I just realized that this is kind of funny. I had a major ear problem years ago and had extensive ear surgery. Since then, I’ve claimed that there is a little unemployed musician who lives in my head who blows a horn 24/7. I totally understand why he is unemployed; this dude could never be in a band because he knows only one note and he blows it loudly. Now, I’m claiming there is an unemployed coal miner living in there who is trying to dig his way out. I’m also totally aware of the fact that there are a number of other unemployed beings who live in there and they are constantly talking to me about my faults. Dang; get a job, guys! Leave me alone. And, of course, there’s God. God is also living in my head, constantly saying, “Come to me.” No wonder I’m having headaches — my head is just too darn full of funny little unemployed men living in there. Someone has to go!

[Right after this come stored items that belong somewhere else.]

//! All game entity types: mostly data, with their tuning constants.
//!
//! Behaviour lives in `compute` (simulation) and `display` (drawing).

use std::path::{Path, PathBuf};
use std::rc::Rc;

// ── Geometry ──────────────────────────────────────────────────────────────────

/// A point in canvas space (logical pixels, y grows downward).
#[derive(Clone, Copy, Debug, Default, PartialEq)]
pub struct Position {
    pub x: f32,
    pub y: f32,
}

impl Position {
    pub const fn new(x: f32, y: f32) -> Self {
        Self { x, y }
    }
}

// ── Sprite image ──────────────────────────────────────────────────────────────

/// A sprite loaded by path.
///
/// Terminal sprites are plain text files, one line per glyph row.  A sprite
/// that failed to load keeps its path but has no rows, and draws nothing.
#[derive(Clone, Debug, PartialEq)]
pub struct Image {
    pub path: PathBuf,
    pub rows: Option<Vec<String>>,
}

impl Image {
    pub fn unloaded(path: impl AsRef<Path>) -> Self {
        Self {
            path: path.as_ref().to_path_buf(),
            rows: None,
        }
    }

    pub fn from_rows(path: impl AsRef<Path>, rows: Vec<String>) -> Self {
        Self {
            path: path.as_ref().to_path_buf(),
            rows: Some(rows),
        }
    }

    pub fn is_ready(&self) -> bool {
        self.rows.is_some()
    }
}

// ── Projectiles ───────────────────────────────────────────────────────────────

#[derive(Clone, Debug, PartialEq)]
pub struct Bullet {
    pub pos: Position,
    /// Set once the bullet has hit an enemy; never cleared.
    pub collided: bool,
}

impl Bullet {
    /// Upward travel per tick.
    pub const SPEED: f32 = 15.0;
    pub const HALF_WIDTH: f32 = 1.5;
    pub const HALF_HEIGHT: f32 = 5.0;
}

// ── Player & enemy ────────────────────────────────────────────────────────────

#[derive(Clone, Debug, PartialEq)]
pub struct Player {
    pub pos: Position,
    pub speed: f32,
    pub canvas_width: f32,
    /// The single bullet slot.  A new shot is only possible while empty.
    pub bullet: Option<Bullet>,
    /// The bullet that died during the current tick, still drawn once at its
    /// final position.
    pub spent: Option<Bullet>,
}

impl Player {
    pub const HALF_WIDTH: f32 = 20.0;
}

#[derive(Clone, Debug, PartialEq)]
pub struct Enemy {
    pub pos: Position,
    pub image: Rc<Image>,
}

impl Enemy {
    pub const SIZE: f32 = 64.0;
    pub const HALF_SIZE: f32 = Self::SIZE / 2.0;
}

/// The enemy grid, in insertion (row-major) order.  Never grows after
/// `populate`.
#[derive(Clone, Debug, Default)]
pub struct EnemyField {
    pub enemies: Vec<Enemy>,
    pub populated: bool,
}

impl EnemyField {
    pub const COLUMNS: usize = 10;
    pub const ROWS: usize = 5;
    pub const ORIGIN: Position = Position::new(50.0, 50.0);
    pub const SPACING: f32 = Enemy::SIZE;
}
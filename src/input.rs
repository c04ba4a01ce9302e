//! Keyboard state as the simulation sees it.
//!
//! `InputState` mirrors which of the three game keys are currently held.
//! Hosts feed it press/release events by key code name ("ArrowLeft",
//! "ArrowRight", "Space"); everything else is left to the host.

use std::collections::HashMap;

use crossterm::event::KeyCode;
use tracing::{trace, warn};

/// Ticks a key stays held after its last press/repeat on terminals that
/// never report releases.  OS key repeat runs at 15 Hz or faster, so at 30
/// ticks/sec a held key is refreshed before it expires.
pub const HOLD_WINDOW: u64 = 4;

#[derive(Clone, Copy, Debug, PartialEq, Eq, Hash)]
pub enum Key {
    Left,
    Right,
    Fire,
}

impl Key {
    pub fn from_code(code: &str) -> Option<Key> {
        match code {
            "ArrowLeft" => Some(Key::Left),
            "ArrowRight" => Some(Key::Right),
            "Space" => Some(Key::Fire),
            _ => None,
        }
    }

    pub fn code(self) -> &'static str {
        match self {
            Key::Left => "ArrowLeft",
            Key::Right => "ArrowRight",
            Key::Fire => "Space",
        }
    }
}

/// What the host should do with the event after `set_key`.
#[derive(Clone, Copy, Debug, PartialEq, Eq)]
pub enum KeyDisposition {
    /// A game key: suppress the host's default handling.
    Consumed,
    /// Not a game key: the host keeps its default handling.
    Ignored,
}

#[derive(Clone, Debug, Default, PartialEq, Eq)]
pub struct InputState {
    pub move_left: bool,
    pub move_right: bool,
    pub fire: bool,
}

impl InputState {
    pub fn new() -> Self {
        Self::default()
    }

    pub fn set_key(&mut self, code: &str, pressed: bool) -> KeyDisposition {
        let Some(key) = Key::from_code(code) else {
            trace!(code, pressed, "ignoring key");
            return KeyDisposition::Ignored;
        };
        match key {
            Key::Left => self.move_left = pressed,
            Key::Right => self.move_right = pressed,
            Key::Fire => self.fire = pressed,
        }
        KeyDisposition::Consumed
    }
}

/// Name a terminal key code the way `InputState::set_key` expects.
pub fn code_name(code: &KeyCode) -> String {
    match code {
        KeyCode::Left => "ArrowLeft".to_string(),
        KeyCode::Right => "ArrowRight".to_string(),
        KeyCode::Char(' ') => "Space".to_string(),
        KeyCode::Char(c) if c.is_ascii_alphabetic() => {
            format!("Key{}", c.to_ascii_uppercase())
        }
        other => format!("{:?}", other),
    }
}

// ── Release synthesis ─────────────────────────────────────────────────────────

/// Tracks the tick each game key was last seen pressed.
///
/// Classic terminals only send presses (repeated by the OS while held), so
/// releases have to be inferred from silence.  Terminals with the keyboard
/// enhancement protocol send real releases; then nothing expires here.
#[derive(Debug, Default)]
pub struct HeldKeys {
    last_seen: HashMap<Key, u64>,
    reports_release: bool,
}

impl HeldKeys {
    pub fn new(reports_release: bool) -> Self {
        Self {
            last_seen: HashMap::new(),
            reports_release,
        }
    }

    /// Build from the answer to crossterm's keyboard enhancement query.  A
    /// failed query counts as unsupported.
    pub fn for_terminal(supports_enhancement: std::io::Result<bool>) -> Self {
        let reports_release = match supports_enhancement {
            Ok(supported) => supported,
            Err(err) => {
                warn!(error = %err, "keyboard enhancement query failed");
                false
            }
        };
        Self::new(reports_release)
    }

    pub fn reports_release(&self) -> bool {
        self.reports_release
    }

    pub fn pressed(&mut self, key: Key, tick: u64) {
        self.last_seen.insert(key, tick);
    }

    pub fn released(&mut self, key: Key) {
        self.last_seen.remove(&key);
    }

    /// Keys whose hold window ran out by `tick`.  They are forgotten, so each
    /// expiry is reported once.
    pub fn expire(&mut self, tick: u64) -> Vec<Key> {
        if self.reports_release {
            return Vec::new();
        }
        let mut expired: Vec<Key> = self
            .last_seen
            .iter()
            .filter(|&(_, &last)| tick.saturating_sub(last) > HOLD_WINDOW)
            .map(|(&key, _)| key)
            .collect();
        expired.sort_by_key(|k| k.code());
        for key in &expired {
            self.last_seen.remove(key);
        }
        expired
    }
}
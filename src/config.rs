//! Startup configuration: command-line flags and their validated form.

use std::path::PathBuf;
use std::time::Duration;

use clap::Parser;

use crate::entities::{Player, Position};
use crate::error::{GameError, Result};

#[derive(Parser, Debug, Clone)]
#[command(name = "invaders")]
#[command(about = "Shoot down a grid of invaders from the terminal")]
pub struct Cli {
    /// Canvas width in logical pixels
    #[arg(long, default_value_t = 800.0)]
    pub width: f32,

    /// Canvas height in logical pixels
    #[arg(long, default_value_t = 600.0)]
    pub height: f32,

    /// Milliseconds between ticks
    #[arg(long, default_value_t = 33)]
    pub frame_ms: u64,

    /// Horizontal ship movement per tick
    #[arg(long, default_value_t = 5.0)]
    pub player_speed: f32,

    /// Text sprite used for every enemy
    #[arg(long, default_value = "assets/type_a.txt")]
    pub enemy_image: PathBuf,

    /// Where tracing output goes (never the terminal)
    #[arg(long, default_value = "invaders.log")]
    pub log_file: PathBuf,
}

#[derive(Debug, Clone, PartialEq)]
pub struct GameConfig {
    pub width: f32,
    pub height: f32,
    pub frame: Duration,
    pub player_speed: f32,
    pub enemy_image: PathBuf,
    pub log_file: PathBuf,
}

impl Default for GameConfig {
    fn default() -> Self {
        Self {
            width: 800.0,
            height: 600.0,
            frame: Duration::from_millis(33), // ≈30 FPS
            player_speed: 5.0,
            enemy_image: PathBuf::from("assets/type_a.txt"),
            log_file: PathBuf::from("invaders.log"),
        }
    }
}

impl GameConfig {
    /// The ship starts centred, near the bottom of the canvas.
    pub fn player_start(&self) -> Position {
        Position::new(self.width / 2.0, self.height * 14.0 / 15.0)
    }

    pub fn validate(&self) -> Result<()> {
        if !(self.width.is_finite() && self.width > 2.0 * Player::HALF_WIDTH) {
            return Err(GameError::InvalidConfig(format!(
                "width {} must exceed the ship width {}",
                self.width,
                2.0 * Player::HALF_WIDTH
            )));
        }
        if !(self.height.is_finite() && self.height > 0.0) {
            return Err(GameError::InvalidConfig(format!(
                "height {} must be positive",
                self.height
            )));
        }
        if self.frame.is_zero() {
            return Err(GameError::InvalidConfig(
                "frame interval must be at least 1 ms".to_string(),
            ));
        }
        if !(self.player_speed.is_finite() && self.player_speed >= 0.0) {
            return Err(GameError::InvalidConfig(format!(
                "player speed {} must be a non-negative number",
                self.player_speed
            )));
        }
        Ok(())
    }
}

impl TryFrom<Cli> for GameConfig {
    type Error = GameError;

    fn try_from(cli: Cli) -> Result<Self> {
        let config = GameConfig {
            width: cli.width,
            height: cli.height,
            frame: Duration::from_millis(cli.frame_ms),
            player_speed: cli.player_speed,
            enemy_image: cli.enemy_image,
            log_file: cli.log_file,
        };
        config.validate()?;
        Ok(config)
    }
}
//! Rendering layer: translates entities into surface commands.
//!
//! No game logic happens here.  Every draw is wrapped in save/translate/
//! restore so shapes are described around their own centre.

use std::path::Path;

use tracing::{info, warn};

use crate::entities::{Bullet, Enemy, EnemyField, Image, Player, Position};
use crate::surface::{Rgb, Surface};

// ── Colour palette ────────────────────────────────────────────────────────────

const C_PLAYER: Rgb = Rgb::WHITE;
const C_BULLET: Rgb = Rgb::WHITE;

const BULLET_LINE_WIDTH: f32 = 3.0;

/// Ship outline around its centre: a flat hull with a small nose cone.
const SHIP_OUTLINE: [Position; 8] = [
    Position::new(0.0, 10.0),
    Position::new(-20.0, 10.0),
    Position::new(-20.0, -7.0),
    Position::new(-3.0, -7.0),
    Position::new(0.0, -10.0),
    Position::new(3.0, -7.0),
    Position::new(20.0, -7.0),
    Position::new(20.0, 10.0),
];

// ── Assets ────────────────────────────────────────────────────────────────────

/// Load a text sprite.  Failure is not an error: the sprite simply draws
/// nothing.
pub fn load_image(path: impl AsRef<Path>) -> Image {
    let path = path.as_ref();
    match std::fs::read_to_string(path) {
        Ok(text) => {
            let rows: Vec<String> = text.lines().map(str::to_string).collect();
            info!(path = %path.display(), rows = rows.len(), "sprite loaded");
            Image::from_rows(path, rows)
        }
        Err(err) => {
            warn!(path = %path.display(), error = %err, "sprite failed to load");
            Image::unloaded(path)
        }
    }
}

// ── Entities ──────────────────────────────────────────────────────────────────

pub fn draw_player<S: Surface>(out: &mut S, player: &Player) -> std::io::Result<()> {
    if let Some(bullet) = player.visible_bullet() {
        draw_bullet(out, bullet)?;
    }

    out.save()?;
    out.translate(player.pos.x, player.pos.y)?;
    out.set_stroke(C_PLAYER)?;
    out.set_fill(C_PLAYER)?;
    out.stroke_polygon(&SHIP_OUTLINE)?;
    out.fill_polygon(&SHIP_OUTLINE)?;
    out.restore()
}

pub fn draw_bullet<S: Surface>(out: &mut S, bullet: &Bullet) -> std::io::Result<()> {
    out.save()?;
    out.translate(bullet.pos.x, bullet.pos.y)?;
    out.set_stroke(C_BULLET)?;
    out.set_line_width(BULLET_LINE_WIDTH)?;
    out.stroke_line(
        Position::new(0.0, -Bullet::HALF_HEIGHT),
        Position::new(0.0, Bullet::HALF_HEIGHT),
    )?;
    out.restore()
}

/// The sprite is anchored at its top-left corner, so it is shifted by half
/// its size to sit centred on the enemy.
pub fn draw_enemy<S: Surface>(out: &mut S, enemy: &Enemy) -> std::io::Result<()> {
    out.save()?;
    out.translate(enemy.pos.x, enemy.pos.y)?;
    out.draw_image(
        &enemy.image,
        -Enemy::HALF_SIZE,
        -Enemy::HALF_SIZE,
        Enemy::SIZE,
        Enemy::SIZE,
    )?;
    out.restore()
}

pub fn draw_field<S: Surface>(out: &mut S, field: &EnemyField) -> std::io::Result<()> {
    for enemy in field.iter() {
        draw_enemy(out, enemy)?;
    }
    Ok(())
}

// ── Per-entity entry points ───────────────────────────────────────────────────

impl Player {
    pub fn render<S: Surface>(&self, out: &mut S) -> std::io::Result<()> {
        draw_player(out, self)
    }
}

impl Bullet {
    pub fn render<S: Surface>(&self, out: &mut S) -> std::io::Result<()> {
        draw_bullet(out, self)
    }
}

impl Enemy {
    pub fn render<S: Surface>(&self, out: &mut S) -> std::io::Result<()> {
        draw_enemy(out, self)
    }
}

impl EnemyField {
    pub fn render<S: Surface>(&self, out: &mut S) -> std::io::Result<()> {
        draw_field(out, self)
    }
}
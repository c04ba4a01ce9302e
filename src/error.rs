//! Error types for the fallible host-side operations.
//!
//! The simulation itself never fails: unknown keys are ignored and missing
//! sprites draw nothing.  Only terminal I/O and startup configuration can go
//! wrong.

use thiserror::Error;

#[derive(Debug, Error)]
pub enum GameError {
    #[error("terminal I/O failed: {0}")]
    Io(#[from] std::io::Error),

    #[error("invalid configuration: {0}")]
    InvalidConfig(String),
}

pub type Result<T> = std::result::Result<T, GameError>;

I do know that God’s been working on my lately. Anyone who has been sitting near me at church is aware of the fact that God’s working on Betty. I’m sure that they see the visible beam of light straight from Heaven to the seat on my pew. You often hear people talk about having their toes stepped on in church. Well, my toes aren’t involved this time; God’s been stomping on my feet and He’s wearing Combat Boots — the songs, the prayers, the sermons, the prayers, the hugs, the whispers in my ear, the prayers — they are ALL for me. These are all pounding me with messages from God. “Let it go, Betty. Come to Me. You are worthy. Let me carry your burdens.” I hear those words, loudly and clearly, and I still struggle. I get right to the edge where I am ready to say, “Here they are, God. Take them” and that awful unemployed demon in my head who tells me I am not worthy and that everything is my fault pulls me back. I pray that I can overcome these thoughts. Perhaps our politicians are correct on this one thing — people need jobs! Get these unemployed demons, the unemployed coal miner, and the unemployed musician some jobs! In the meantime, don’t give up on me, God, I am trying.
So, that’s been my Sunday. A Sunday in which all the unemployed little men – and God – are working overtime. Now I need to get busy and do something so that today is not a total waste of time. Maybe I’ll just go get Bella her Sunday night salad from Zaxby’s.
THOUGHTS ABOUT MY THOUGHTS: I have entirely too much going on in my head. It’s hard to concentrate on anything.
TODAY’S FEELINGS BAROMETER: Headache, tired, sad, nervous.